Die Sehnsucht nach dem traditionellen Auftakt kann wohl auch Gefängnismauern überwinden. Was für eine Narretei.

Er hatte nur noch ein paar Tage, es waren 28, aber er hielt es einfach nicht mehr aus. Ein Häftling, der wegen eines Betäubungsmitteldelikts in der Justizvollzugsanstalt Euskirchen einsaß, hat sich kurz vor dem Ablauf seiner Strafe aus dem Staub gemacht. Der Grund: Er wollte nicht noch einmal den Karnevals-Auftakt verpassen.
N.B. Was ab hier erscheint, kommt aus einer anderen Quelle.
//! One chat turn: credential gate, remote call, transcript update.

use super::llm_provider::{ChatRequest, ChatService, ChatServiceError};
use super::session::Session;
use crate::config::{LlmConfig, PromptTruncation};

/// Value shipped in sample secrets files; never a real key.
pub const PLACEHOLDER_API_KEY: &str = "PASTE YOUR API KEY HERE";

#[derive(Debug, thiserror::Error)]
pub enum TurnError {
    #[error("no API key configured")]
    MissingCredential,

    #[error(transparent)]
    Remote(#[from] ChatServiceError),
}

/// Per-deployment settings applied to every turn.
#[derive(Debug, Clone)]
pub struct TurnSettings {
    pub preamble: String,
    pub prompt_truncation: PromptTruncation,
    pub configured_credential: Option<String>,
    pub history_window: Option<usize>,
}

impl TurnSettings {
    pub fn from_config(config: &LlmConfig) -> Self {
        Self {
            preamble: config.preamble.trim().to_string(),
            prompt_truncation: config.prompt_truncation,
            configured_credential: usable_credential(&config.api_key).map(str::to_string),
            history_window: config.history_window,
        }
    }
}

pub fn is_usable_credential(key: &str) -> bool {
    let key = key.trim();
    !key.is_empty() && key != PLACEHOLDER_API_KEY
}

fn usable_credential(key: &str) -> Option<&str> {
    is_usable_credential(key).then(|| key.trim())
}

/// Resolve the key for this session: an interactively supplied one wins
/// over the configured one.
pub fn resolve_credential<'a>(session: &'a Session, settings: &'a TurnSettings) -> Option<&'a str> {
    session
        .credential
        .as_deref()
        .and_then(usable_credential)
        .or(settings.configured_credential.as_deref())
}

/// Answer `prompt` within `session`.
///
/// The caller holds the session lock for the whole call, so turns of one
/// session never interleave. Without a usable credential nothing is sent
/// and the transcript is untouched. On success the prompt and the reply are
/// appended together; on a remote failure nothing is appended.
pub async fn take_turn(
    session: &mut Session,
    prompt: &str,
    settings: &TurnSettings,
    chat: &dyn ChatService,
) -> Result<String, TurnError> {
    let credential = resolve_credential(session, settings)
        .ok_or(TurnError::MissingCredential)?
        .to_string();

    let messages = session.transcript.messages();
    let history_start = settings
        .history_window
        .map(|window| messages.len().saturating_sub(window))
        .unwrap_or(0);

    let request = ChatRequest {
        credential,
        history: messages[history_start..].to_vec(),
        message: prompt.to_string(),
        documents: session.chunks.clone(),
        preamble: settings.preamble.clone(),
        prompt_truncation: settings.prompt_truncation,
    };

    let reply = match chat.chat(&request).await {
        Ok(reply) => reply,
        Err(e) => {
            tracing::warn!("Session {}: turn failed: {e}", session.id);
            return Err(e.into());
        }
    };

    session.transcript.push_turn(prompt, &reply);
    tracing::info!(
        "Session {}: turn complete ({} messages, location '{}')",
        session.id,
        session.transcript.len(),
        session.location
    );

    Ok(reply)
}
Es gilt eben das Motto: Jeck loss Jeck elans (Lass den anderen Jeck vorbei). Im übertragenen Sinne: leben und leben lassen. Auf den ersten Blick natürlich ein Skandal, auf den zweiten versteht man auch als Nicht-Rheinländer diese tiefe Sehnsucht nach Gemeinsamkeit, Albernheit und Frohsinn, gerade, wenn man aus einer Zelle kommt. Schon der Immun­biologe, Aphoristiker und Hochschullehrer Gerhard Uhlenbrock wusste: „An Karneval maskiert man sich, damit man die Maske fallen lassen kann.“

Häftling flieht wegen Karneval aus Gefängnis

Scheinbar Unwiederbringliches zurückholen zu wollen ist ein zutiefst menschliches Gefühl. Stichwort: einmal noch. Der Hamburger Komponist Richard Germer hat diese Sehnsucht schon in den 30er-Jahren musikalisch umgesetzt. „Einmal noch nach Bombay/ oder nach Shanghai./ Einmal noch nach Rio/ oder nach Hawaii“, schrieb er. Lale Andersen, Hans Albers, Freddy und Karl Dall sangen das, und die Leute, nicht nur die Sailor, wussten, wie es gemeint war.
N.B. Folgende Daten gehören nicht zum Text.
use std::path::{Path, PathBuf};
use std::sync::Arc;
use std::time::Duration;

use super::chunker::{Chunk, ChunkError, chunk_pages};

/// Source of per-page plain text for a schedule document.
pub trait PageExtractor: Send + Sync + 'static {
    fn extract_pages(&self, path: &Path) -> Result<Vec<String>, ChunkError>;
}

/// Reads page text out of PDF files with `pdf-extract`.
#[derive(Debug, Default, Clone, Copy)]
pub struct PdfExtractor;

impl PageExtractor for PdfExtractor {
    fn extract_pages(&self, path: &Path) -> Result<Vec<String>, ChunkError> {
        pdf_extract::extract_text_by_pages(path).map_err(|e| ChunkError::Unreadable {
            path: path.display().to_string(),
            reason: e.to_string(),
        })
    }
}

/// Extract and chunk a document.
///
/// Extraction is CPU-bound, so it runs on the blocking pool and is bounded
/// by `timeout`. A panic inside the extractor is reported as an error
/// instead of taking the request down with it.
pub async fn load_chunks(
    extractor: Arc<dyn PageExtractor>,
    path: PathBuf,
    chunk_size: usize,
    timeout: Duration,
) -> Result<Vec<Chunk>, ChunkError> {
    let path_str = path.display().to_string();
    tracing::info!("load_chunks: extracting '{path_str}'");

    let handle = tokio::task::spawn_blocking(move || {
        let pages = extractor.extract_pages(&path)?;
        Ok::<_, ChunkError>((pages.len(), chunk_pages(&pages, chunk_size)))
    });

    let (page_count, chunks) = match tokio::time::timeout(timeout, handle).await {
        Ok(Ok(result)) => result?,
        Ok(Err(join_err)) => return Err(ChunkError::Task(join_err.to_string())),
        Err(_) => {
            return Err(ChunkError::Timeout {
                path: path_str,
                secs: timeout.as_secs(),
            });
        }
    };

    tracing::info!(
        "load_chunks: '{path_str}' produced {} chunks from {page_count} pages",
        chunks.len()
    );
    Ok(chunks)
}

#[cfg(test)]
mod tests {
    use super::*;
    use std::io::Write;

    struct FixedPages(Vec<String>);

    impl PageExtractor for FixedPages {
        fn extract_pages(&self, _path: &Path) -> Result<Vec<String>, ChunkError> {
            Ok(self.0.clone())
        }
    }

    struct Panicking;

    impl PageExtractor for Panicking {
        fn extract_pages(&self, _path: &Path) -> Result<Vec<String>, ChunkError> {
            panic!("malformed xref table");
        }
    }

    struct Slow;

    impl PageExtractor for Slow {
        fn extract_pages(&self, _path: &Path) -> Result<Vec<String>, ChunkError> {
            std::thread::sleep(Duration::from_millis(500));
            Ok(Vec::new())
        }
    }

    #[test]
    fn test_missing_file_is_unreadable() {
        let err = PdfExtractor
            .extract_pages(Path::new("docs/does-not-exist.pdf"))
            .unwrap_err();
        assert!(matches!(err, ChunkError::Unreadable { .. }));
    }

    #[tokio::test]
    async fn test_garbage_file_fails_to_load() {
        let mut tmp = tempfile::NamedTempFile::new().unwrap();
        tmp.write_all(b"this is not a pdf").unwrap();
        tmp.flush().unwrap();

        let result = load_chunks(
            Arc::new(PdfExtractor),
            tmp.path().to_path_buf(),
            1000,
            Duration::from_secs(10),
        )
        .await;
        assert!(result.is_err());
    }

    #[tokio::test]
    async fn test_load_chunks_labels_pages() {
        let extractor = Arc::new(FixedPages(vec!["a".repeat(1500), "b".repeat(500)]));
        let chunks = load_chunks(extractor, PathBuf::from("x.pdf"), 1000, Duration::from_secs(5))
            .await
            .unwrap();

        assert_eq!(chunks.len(), 3);
        assert_eq!(chunks[2].title, "Page 2 Part 1");
    }

    #[tokio::test]
    async fn test_extractor_panic_becomes_error() {
        let result = load_chunks(
            Arc::new(Panicking),
            PathBuf::from("x.pdf"),
            1000,
            Duration::from_secs(5),
        )
        .await;
        assert!(matches!(result, Err(ChunkError::Task(_))));
    }

    #[tokio::test]
    async fn test_slow_extraction_times_out() {
        let result = load_chunks(
            Arc::new(Slow),
            PathBuf::from("x.pdf"),
            1000,
            Duration::from_millis(50),
        )
        .await;
        match result {
            Err(ChunkError::Timeout { path, secs }) => {
                assert_eq!(path, "x.pdf");
                assert_eq!(secs, 0);
            }
            other => panic!("expected timeout, got {other:?}"),
        }
    }
}
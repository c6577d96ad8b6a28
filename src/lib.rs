pub mod config;
pub mod errors;
pub mod middleware;
#[cfg(feature = "openapi")]
pub mod openapi;
pub mod routes;
pub mod services;
pub mod state;
use std::sync::Arc;

use anyhow::Context;
use tracing_subscriber::EnvFilter;

use bus_helper::config::AppConfig;
use bus_helper::routes;
use bus_helper::services::llm_provider::chat_service_from_config;
use bus_helper::services::pdf::PdfExtractor;
use bus_helper::state::AppState;

#[tokio::main]
async fn main() -> anyhow::Result<()> {
    tracing_subscriber::fmt()
        .with_env_filter(EnvFilter::try_from_default_env().unwrap_or_else(|_| "info".into()))
        .init();

    let config = AppConfig::load().context("Failed to load configuration")?;
    tracing::info!("Configuration loaded (env: {})", std::env::var("RUN_ENV").unwrap_or_else(|_| "development".into()));
    tracing::info!(
        "Chat provider {}/{}, {} schedule locations",
        config.llm.provider,
        config.llm.model,
        config.documents.locations.len()
    );

    let chat = chat_service_from_config(&config.llm);
    let state = AppState::new(config.clone(), chat, Arc::new(PdfExtractor));

    if state.turn_settings.configured_credential.is_none() {
        tracing::warn!("No API key configured; visitors will be asked to supply one");
    }

    state.sessions.spawn_idle_sweeper(
        config.session.idle_ttl(),
        config.session.sweep_interval(),
    );

    let app = routes::router(state);

    let addr = format!("{}:{}", config.server.host, config.server.port);
    tracing::info!("Starting server on {addr}");

    let listener = tokio::net::TcpListener::bind(&addr)
        .await
        .context("Failed to bind to address")?;

    axum::serve(listener, app)
        .await
        .context("Server error")?;

    Ok(())
}
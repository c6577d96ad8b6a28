use crate::config::AppConfig;
use crate::services::conversation::TurnSettings;
use crate::services::library::ScheduleLibrary;
use crate::services::llm_provider::ChatService;
use crate::services::pdf::PageExtractor;
use crate::services::session::SessionStore;
use std::sync::Arc;

#[derive(Clone)]
pub struct AppState {
    pub config: Arc<AppConfig>,
    pub sessions: SessionStore,
    pub library: ScheduleLibrary,
    pub chat: Arc<dyn ChatService>,
    pub turn_settings: Arc<TurnSettings>,
}

impl AppState {
    pub fn new(
        config: AppConfig,
        chat: Arc<dyn ChatService>,
        extractor: Arc<dyn PageExtractor>,
    ) -> Self {
        let library = ScheduleLibrary::new(&config.documents, extractor);
        let turn_settings = TurnSettings::from_config(&config.llm);

        Self {
            config: Arc::new(config),
            sessions: SessionStore::new(),
            library,
            chat,
            turn_settings: Arc::new(turn_settings),
        }
    }
}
Manches Flüchtige würde man gern halten, nach dem „Faust“-Motto: „Werd ich zum Augenblicke sagen: Verweile doch, du bist so schön.“ Auf Dauer kann das aber kaum gut gehen. Der Karnevals-Junkie kam nach dem närrischen Einmal-noch-Erlebnis zurück, meldete sich bei der Polizei und erklärte sich bereit, seine Reststrafe abzusitzen. Mit 26 Jahren muss er noch keine Endzeit-Stimmung propagieren. Die aktuellen Folgen für ihn sind noch unklar, vermutlich aber humorlos.